На основе подробно рассмотренного нами специального вопроса о дословном заучивании мы ясно видим теперь те методические различия, которые должны иметь место между введением новых понятий посредством  {103}  определений и посредством поясняющих описаний. Добавим еще, что во избежание смешений мы считали бы полезным, чтобы описания, которые не являются определениями, в учебниках не подчеркивались, не выделялись никаким особым шрифтом и чтобы, там, где это желательно, введение нового понятия сопровождалось не одним, а несколькими такими пояснениями. Совсем не обязательно, чтобы автор учебника должен был делать выбор между фразами: «Угол есть мера наклона и т. д.» и «Угол есть часть плоскости и т. д.». Будет лучше всего, если он приведет в пояснение новому понятию обе указанные картины, конечно в надлежащем контексте, и не выделяя ни одной из них в качестве основоположного догмата.

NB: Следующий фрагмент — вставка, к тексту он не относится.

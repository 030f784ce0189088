use crate::error::FunctionError;
use bytes::Bytes;

/// Payload written when neither the function nor a plugin produced one
pub const DEFAULT_OUTPUT_DATA: &[u8] = b"Success";

pub const STATUS_OK: u16 = 200;
pub const STATUS_INTERNAL_ERROR: u16 = 500;

/// Normalized result of a single invocation.
///
/// Written by handlers and plugins, completed by [`Output::apply_defaults`]
/// and read once by the runtime to produce the transport response.
#[derive(Debug, Clone, Default, PartialEq, Eq)]
pub struct Output {
    code: Option<u16>,
    data: Option<Bytes>,
    error: Option<FunctionError>,
}

impl Output {
    pub fn new() -> Self {
        Self::default()
    }

    /// An output carrying only a functional error
    pub fn from_error(error: FunctionError) -> Self {
        Self {
            error: Some(error),
            ..Default::default()
        }
    }

    pub fn with_code(mut self, code: u16) -> Self {
        self.code = Some(code);
        self
    }

    pub fn with_data(mut self, data: impl Into<Bytes>) -> Self {
        self.data = Some(data.into());
        self
    }

    pub fn with_error(mut self, error: FunctionError) -> Self {
        self.error = Some(error);
        self
    }

    pub fn code(&self) -> Option<u16> {
        self.code
    }

    pub fn data(&self) -> Option<&Bytes> {
        self.data.as_ref()
    }

    pub fn error(&self) -> Option<&FunctionError> {
        self.error.as_ref()
    }

    pub fn set_code(&mut self, code: u16) {
        self.code = Some(code);
    }

    pub fn set_data(&mut self, data: impl Into<Bytes>) {
        self.data = Some(data.into());
    }

    pub fn set_error(&mut self, error: Option<FunctionError>) {
        self.error = error;
    }

    /// Fill the fields the invocation left unset.
    ///
    /// A missing payload becomes [`DEFAULT_OUTPUT_DATA`]. A missing code
    /// becomes `preserved_status` when the transport already carries a status
    /// chosen by the function, otherwise 500 or 200 depending on whether an
    /// error was recorded. Fields that are already set are never touched.
    pub fn apply_defaults(&mut self, preserved_status: Option<u16>) {
        if self.data.is_none() {
            self.data = Some(Bytes::from_static(DEFAULT_OUTPUT_DATA));
        }

        if self.code.is_none() {
            let code = match preserved_status {
                Some(status) => status,
                None if self.error.is_some() => STATUS_INTERNAL_ERROR,
                None => STATUS_OK,
            };
            self.code = Some(code);
        }
    }

    /// Status of a transport that carries no status chosen by the function:
    /// 500 when an error is recorded, 200 otherwise. An explicit `code` does
    /// not take part.
    pub fn outcome_status(&self) -> u16 {
        if self.error.is_some() {
            STATUS_INTERNAL_ERROR
        } else {
            STATUS_OK
        }
    }

    /// Outcome status and payload
    pub(crate) fn into_outcome(self) -> (u16, Bytes) {
        let status = self.outcome_status();
        (
            status,
            self.data
                .unwrap_or_else(|| Bytes::from_static(DEFAULT_OUTPUT_DATA)),
        )
    }

    pub(crate) fn into_parts(self) -> (u16, Bytes) {
        (
            self.code.unwrap_or(STATUS_OK),
            self.data
                .unwrap_or_else(|| Bytes::from_static(DEFAULT_OUTPUT_DATA)),
        )
    }
}
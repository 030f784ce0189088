//! Function Invoker Runtime
//!
//! This crate hosts user functions behind one of two transports. The
//! synchronous runtime serves them over plain HTTP, routing each request to a
//! function by path. The asynchronous runtime is driven by a messaging sidecar
//! that delivers input binding and pub/sub events through gRPC callbacks.
//!
//! Both runtimes run the same pipeline for every invocation: a fresh
//! [`Context`], the pre hooks of the [`PluginChain`], the function, the post
//! hooks and finally [`Output`] defaulting.
//!
//! # Example
//!
//! ```rust,no_run
//! use invoker_runtime::{async_trait, Bytes, Catalog, Context, InvokeResult, Invoker, OpenFunction, Output, PluginChain};
//!
//! #[derive(Default)]
//! struct Echo;
//!
//! #[async_trait]
//! impl OpenFunction for Echo {
//!     async fn accept(&self, _ctx: &mut Context, payload: Bytes) -> InvokeResult<Output> {
//!         Ok(Output::new().with_data(payload))
//!     }
//! }
//!
//! #[tokio::main]
//! async fn main() -> Result<(), Box<dyn std::error::Error>> {
//!     let mut catalog = Catalog::new();
//!     catalog.open::<Echo>("echo");
//!
//!     // FUNC_CONTEXT selects the runtime, FUNCTION_TARGET the functions
//!     Invoker::from_env(&catalog, PluginChain::empty())?.run().await?;
//!     Ok(())
//! }
//! ```

mod cloudevent;
mod config;
mod context;
mod error;
mod event;
mod function;
mod invoker;
mod messaging;
mod output;
mod plugin;
mod registry;
mod runtime;

pub use cloudevent::{EventParseError, StructuredEvent};
pub use config::{
    BINDING_COMPONENT_PREFIX, Component, ComponentFamily, DEFAULT_MAX_BODY_BYTES, DEFAULT_PORT,
    DEFAULT_SIDECAR_TIMEOUT, FUNC_CONTEXT_ENV, RuntimeConfig, RuntimeKind, TOPIC_COMPONENT_PREFIX,
};
pub use context::{Context, DEFAULT_BINDING_OPERATION};
pub use error::{
    ConfigurationError, FunctionError, HandlerFault, InvokeError, InvokeResult, MessagingError,
    Result, RuntimeError,
};
pub use event::{BindingEvent, Event, HttpExchange, HttpRequest, HttpResponse, TopicEvent};
pub use function::{CATCH_ALL_PATH, EventFunction, HttpFunction, OpenFunction, Route};
pub use invoker::{FUNCTION_TARGET_ENV, Invoker, parse_targets};
pub use messaging::{DaprClient, Messaging, sidecar_enabled};
pub use output::{DEFAULT_OUTPUT_DATA, Output};
pub use plugin::{Plugin, PluginChain};
pub use registry::{Catalog, Function, FunctionKind, FunctionRegistry, Registration};
pub use runtime::{AsyncRuntime, CallbackService, Runtime, SyncRuntime};

// Re-export commonly used types of the handler traits
pub use async_trait::async_trait;
pub use bytes::Bytes;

Заметим, наконец, что рекомендуемое нами тщательное методическое разграничение между определениями и простыми описаниями будет иметь еще и тот важный эффект, что с ранних лет приучит детей предъявлять к определениям те строгие логические требования, которые по отношению к ним являются обязательными, а не валить в одну кучу под именем «определений» все безответственные фразы, произносимые по поводу вновь вводимых понятий. Этим будет устранен один из тяжелых дефектов логической культуры, распространенных в наше время среди оканчивающих среднюю школу, — дефект, злокачественные последствия которого тяготеют подчас над учащимися на всем протяжении высшей школы, а в отдельных случаях даже и за ее пределами.